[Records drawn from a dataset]

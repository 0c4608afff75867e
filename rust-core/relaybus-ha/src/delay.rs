// SPDX-License-Identifier: PMPL-1.0-or-later
//
// Relaybus HA client - Reconnect backoff
// Copyright (c) 2026 Jonathan D.A. Jewell (hyperpolymath) <jonathan.jewell@open.ac.uk>

use std::collections::HashMap;
use std::time::Duration;

use rand::Rng;
use tokio::time::Instant;
use tracing::debug;
use url::Url;

use crate::error::{HaError, HaResult};

/// Computes how long to wait before the next connection attempt.
///
/// The client calls [`reset`](Self::reset) after every successful
/// connection; without it backoff from one outage would carry into the next.
pub trait ReconnectDelayStrategy: Send {
    /// Wait before connecting to `uri`. Fails with
    /// [`HaError::RetriesExhausted`] once the strategy gives up.
    fn connect_wait_duration(&mut self, uri: &Url) -> HaResult<Duration>;

    fn reset(&mut self);
}

/// Total retry time bookkeeping shared by both strategies.
#[derive(Debug, Clone, Default)]
struct RetryClock {
    max_retry_time: Option<Duration>,
    started: Option<Instant>,
    attempts: u32,
}

impl RetryClock {
    fn new(max_retry_time: Option<Duration>) -> Self {
        Self {
            max_retry_time,
            ..Self::default()
        }
    }

    fn tick(&mut self) -> HaResult<()> {
        let started = *self.started.get_or_insert_with(Instant::now);
        if let Some(limit) = self.max_retry_time {
            if started.elapsed() >= limit {
                return Err(HaError::RetriesExhausted {
                    attempts: self.attempts,
                });
            }
        }
        self.attempts = self.attempts.saturating_add(1);
        Ok(())
    }

    fn reset(&mut self) {
        self.started = None;
        self.attempts = 0;
    }
}

/// The same wait before every attempt.
#[derive(Debug, Clone)]
pub struct FixedDelayStrategy {
    delay: Duration,
    clock: RetryClock,
}

impl FixedDelayStrategy {
    pub fn new(delay: Duration) -> Self {
        Self {
            delay,
            clock: RetryClock::default(),
        }
    }

    pub fn with_max_retry_time(mut self, max_retry_time: Duration) -> Self {
        self.clock = RetryClock::new(Some(max_retry_time));
        self
    }
}

impl ReconnectDelayStrategy for FixedDelayStrategy {
    fn connect_wait_duration(&mut self, _uri: &Url) -> HaResult<Duration> {
        self.clock.tick()?;
        Ok(self.delay)
    }

    fn reset(&mut self) {
        self.clock.reset();
    }
}

/// Backoff that multiplies per endpoint, up to a cap.
///
/// Each endpoint has its own attempt count, so failing over to a fresh
/// server starts from `base`. Jitter adds a random amount up to `jitter`
/// before the cap is applied.
#[derive(Debug, Clone)]
pub struct ExponentialDelayStrategy {
    base: Duration,
    multiplier: f64,
    max: Duration,
    jitter: Duration,
    attempts: HashMap<String, u32>,
    clock: RetryClock,
}

impl ExponentialDelayStrategy {
    pub fn new(base: Duration, multiplier: f64, max: Duration) -> Self {
        Self {
            base,
            multiplier: multiplier.max(1.0),
            max: max.max(base),
            jitter: Duration::ZERO,
            attempts: HashMap::new(),
            clock: RetryClock::default(),
        }
    }

    pub fn with_jitter(mut self, jitter: Duration) -> Self {
        self.jitter = jitter;
        self
    }

    pub fn with_max_retry_time(mut self, max_retry_time: Duration) -> Self {
        self.clock = RetryClock::new(Some(max_retry_time));
        self
    }

    fn backoff(&self, attempt: u32) -> Duration {
        let factor = self.multiplier.powi(attempt.min(64) as i32);
        let millis = self.base.as_millis() as f64 * factor;
        let max_millis = self.max.as_millis() as f64;
        Duration::from_millis(millis.min(max_millis) as u64)
    }

    fn jittered(&self, delay: Duration) -> Duration {
        if self.jitter.is_zero() {
            return delay;
        }
        let extra = rand::rng().random_range(0..=self.jitter.as_millis() as u64);
        (delay + Duration::from_millis(extra)).min(self.max)
    }
}

impl Default for ExponentialDelayStrategy {
    fn default() -> Self {
        Self::new(Duration::from_millis(200), 2.0, Duration::from_secs(20))
    }
}

impl ReconnectDelayStrategy for ExponentialDelayStrategy {
    fn connect_wait_duration(&mut self, uri: &Url) -> HaResult<Duration> {
        self.clock.tick()?;
        let attempt = self.attempts.entry(uri.to_string()).or_insert(0);
        let current = *attempt;
        *attempt = attempt.saturating_add(1);

        let delay = self.jittered(self.backoff(current));
        debug!(uri = %uri, attempt = current + 1, delay_ms = delay.as_millis() as u64, "Reconnect backoff");
        Ok(delay)
    }

    fn reset(&mut self) {
        self.attempts.clear();
        self.clock.reset();
    }
}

* [Problem to work on] Exact reproduction of every entry is needed.

* [Exercise response]
repository 0c4608afff75867e
filename rust-core/relaybus-ha/src/delay.rs
// SPDX-License-Identifier: PMPL-1.0-or-later
//
// Relaybus HA client - Reconnect backoff
// Copyright (c) 2026 Jonathan D.A. Jewell (hyperpolymath) <jonathan.jewell@open.ac.uk>

use std::collections::HashMap;
use std::time::Duration;

use rand::Rng;
use tokio::time::Instant;
use tracing::debug;
use url::Url;

use crate::error::{HaError, HaResult};

/// Computes how long to wait before the next connection attempt.
///
/// The client calls [`reset`](Self::reset) after every successful
/// connection; without it backoff from one outage would carry into the next.
pub trait ReconnectDelayStrategy: Send {
    /// Wait before connecting to `uri`. Fails with
    /// [`HaError::RetriesExhausted`] once the strategy gives up.
    fn connect_wait_duration(&mut self, uri: &Url) -> HaResult<Duration>;

    fn reset(&mut self);
}

/// Total retry time bookkeeping shared by both strategies.
#[derive(Debug, Clone, Default)]
struct RetryClock {
    max_retry_time: Option<Duration>,
    started: Option<Instant>,
    attempts: u32,
}

impl RetryClock {
    fn new(max_retry_time: Option<Duration>) -> Self {
        Self {
            max_retry_time,
            ..Self::default()
        }
    }

    fn tick(&mut self) -> HaResult<()> {
        let started = *self.started.get_or_insert_with(Instant::now);
        if let Some(limit) = self.max_retry_time {
            if started.elapsed() >= limit {
                return Err(HaError::RetriesExhausted {
                    attempts: self.attempts,
                });
            }
        }
        self.attempts = self.attempts.saturating_add(1);
        Ok(())
    }

    fn reset(&mut self) {
        self.started = None;
        self.attempts = 0;
    }
}

/// The same wait before every attempt.
#[derive(Debug, Clone)]
pub struct FixedDelayStrategy {
    delay: Duration,
    clock: RetryClock,
}

impl FixedDelayStrategy {
    pub fn new(delay: Duration) -> Self {
        Self {
            delay,
            clock: RetryClock::default(),
        }
    }

    pub fn with_max_retry_time(mut self, max_retry_time: Duration) -> Self {
        self.clock = RetryClock::new(Some(max_retry_time));
        self
    }
}

impl ReconnectDelayStrategy for FixedDelayStrategy {
    fn connect_wait_duration(&mut self, _uri: &Url) -> HaResult<Duration> {
        self.clock.tick()?;
        Ok(self.delay)
    }

    fn reset(&mut self) {
        self.clock.reset();
    }
}

/// Backoff that multiplies per endpoint, up to a cap.
///
/// Each endpoint has its own attempt count, so failing over to a fresh
/// server starts from `base`. Jitter adds a random amount up to `jitter`
/// before the cap is applied.
#[derive(Debug, Clone)]
pub struct ExponentialDelayStrategy {
    base: Duration,
    multiplier: f64,
    max: Duration,
    jitter: Duration,
    attempts: HashMap<String, u32>,
    clock: RetryClock,
}

impl ExponentialDelayStrategy {
    pub fn new(base: Duration, multiplier: f64, max: Duration) -> Self {
        Self {
            base,
            multiplier: multiplier.max(1.0),
            max: max.max(base),
            jitter: Duration::ZERO,
            attempts: HashMap::new(),
            clock: RetryClock::default(),
        }
    }

    pub fn with_jitter(mut self, jitter: Duration) -> Self {
        self.jitter = jitter;
        self
    }

    pub fn with_max_retry_time(mut self, max_retry_time: Duration) -> Self {
        self.clock = RetryClock::new(Some(max_retry_time));
        self
    }

    fn backoff(&self, attempt: u32) -> Duration {
        let factor = self.multiplier.powi(attempt.min(64) as i32);
        let millis = self.base.as_millis() as f64 * factor;
        let max_millis = self.max.as_millis() as f64;
        Duration::from_millis(millis.min(max_millis) as u64)
    }

    fn jittered(&self, delay: Duration) -> Duration {
        if self.jitter.is_zero() {
            return delay;
        }
        let extra = rand::rng().random_range(0..=self.jitter.as_millis() as u64);
        (delay + Duration::from_millis(extra)).min(self.max)
    }
}

impl Default for ExponentialDelayStrategy {
    fn default() -> Self {
        Self::new(Duration::from_millis(200), 2.0, Duration::from_secs(20))
    }
}

impl ReconnectDelayStrategy for ExponentialDelayStrategy {
    fn connect_wait_duration(&mut self, uri: &Url) -> HaResult<Duration> {
        self.clock.tick()?;
        let attempt = self.attempts.entry(uri.to_string()).or_insert(0);
        let current = *attempt;
        *attempt = attempt.saturating_add(1);

        let delay = self.jittered(self.backoff(current));
        debug!(uri = %uri, attempt = current + 1, delay_ms = delay.as_millis() as u64, "Reconnect backoff");
        Ok(delay)
    }

    fn reset(&mut self) {
        self.attempts.clear();
        self.clock.reset();
    }
}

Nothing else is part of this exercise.